Q4: Are there any contraindications to using Poractant Alfa?
A: The only known contraindication is hypersensitivity to poractant alfa or its components.
Q5: Can Poractant Alfa be used prophylactically?
A: Yes, it can be administered prophylactically to premature infants at high risk of developing RDS, typically at a dose of 100–200 mg/kg within minutes of birth.
Q6: How should I monitor a neonate after administering Poractant Alfa?
A: Closely monitor oxygen saturation, heart rate, blood pressure, respiratory rate, and observe for any signs of infection or pulmonary hemorrhage.
Q7: How long should I wait before suctioning the airway after administering Poractant Alfa?

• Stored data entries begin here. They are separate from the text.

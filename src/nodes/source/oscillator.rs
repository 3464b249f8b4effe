//! Periodic oscillator with optional detune and pitch vibrato

use dasp_graph::{Buffer, Input};

use crate::node::{AudioNode, ProcessContext};
use crate::param::{cents_to_ratio, Lfo, Waveform};

/// Messages to control an [`Oscillator`]
#[derive(Clone, Copy, Debug)]
pub enum OscillatorMessage {
    SetFrequency(f32),
    SetAmplitude(f32),
    /// Static pitch offset in cents
    SetDetune(f32),
}

/// A mono oscillator source.
///
/// Pitch is `frequency * 2^((detune + vibrato) / 1200)`, where the vibrato
/// LFO's depth is expressed in cents.
pub struct Oscillator {
    waveform: Waveform,
    frequency: f32,
    detune_cents: f32,
    vibrato: Option<Lfo>,
    amplitude: f32,
    phase: f32,
}

impl Oscillator {
    pub fn new(waveform: Waveform, frequency: f32) -> Self {
        Self {
            waveform,
            frequency: frequency.max(0.0),
            detune_cents: 0.0,
            vibrato: None,
            amplitude: 1.0,
            phase: 0.0,
        }
    }

    pub fn sine(frequency: f32) -> Self {
        Self::new(Waveform::Sine, frequency)
    }

    pub fn triangle(frequency: f32) -> Self {
        Self::new(Waveform::Triangle, frequency)
    }

    pub fn with_amplitude(mut self, amplitude: f32) -> Self {
        self.amplitude = amplitude.clamp(0.0, 1.0);
        self
    }

    pub fn with_detune(mut self, cents: f32) -> Self {
        self.detune_cents = cents;
        self
    }

    /// Wobble the pitch by `±depth_cents` at `rate` Hz
    pub fn with_vibrato(mut self, rate: f32, depth_cents: f32) -> Self {
        self.vibrato = Some(Lfo::sine(rate, depth_cents));
        self
    }

    #[inline]
    pub fn frequency(&self) -> f32 {
        self.frequency
    }

    #[inline]
    pub fn amplitude(&self) -> f32 {
        self.amplitude
    }

    /// Frequency actually played, ignoring vibrato
    #[inline]
    pub fn detuned_frequency(&self) -> f32 {
        self.frequency * cents_to_ratio(self.detune_cents)
    }
}

impl AudioNode for Oscillator {
    type Message = OscillatorMessage;

    fn process(
        &mut self,
        ctx: &ProcessContext,
        messages: impl Iterator<Item = OscillatorMessage>,
        _inputs: &[Input],
        outputs: &mut [Buffer],
    ) {
        for msg in messages {
            match msg {
                OscillatorMessage::SetFrequency(f) => self.frequency = f.max(0.0),
                OscillatorMessage::SetAmplitude(a) => self.amplitude = a.clamp(0.0, 1.0),
                OscillatorMessage::SetDetune(c) => self.detune_cents = c,
            }
        }

        let Some((first, rest)) = outputs.split_first_mut() else {
            return;
        };

        let rate = ctx.sample_rate as f32;
        let base_inc = self.detuned_frequency() / rate;
        let amplitude = self.amplitude;
        let waveform = self.waveform;

        for sample in first.iter_mut() {
            *sample = waveform.at(self.phase) * amplitude;

            let inc = match self.vibrato.as_mut() {
                Some(lfo) => base_inc * cents_to_ratio(lfo.tick(ctx.sample_rate)),
                None => base_inc,
            };
            self.phase += inc;
            self.phase -= self.phase.floor();
        }

        for buffer in rest.iter_mut() {
            buffer.copy_from_slice(first);
        }
    }

    #[inline]
    fn num_inputs(&self) -> usize { 0 }

    #[inline]
    fn num_outputs(&self) -> usize { 1 }
}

A: Do not suction the airway for at least one hour after administration unless there is significant airway obstruction.
Q8: What are the signs of a serious adverse reaction to Poractant Alfa?
A: Signs of a serious reaction include severe bradycardia or hypotension, signs of infection (fever, lethargy, worsening respiratory distress), and pulmonary hemorrhage (blood in the airways, sudden desaturation), requiring immediate medical attention.
Q9: What is the maximum total dose of Poractant Alfa that can be given?
A: The maximum total dose is 5 mL/kg birth weight.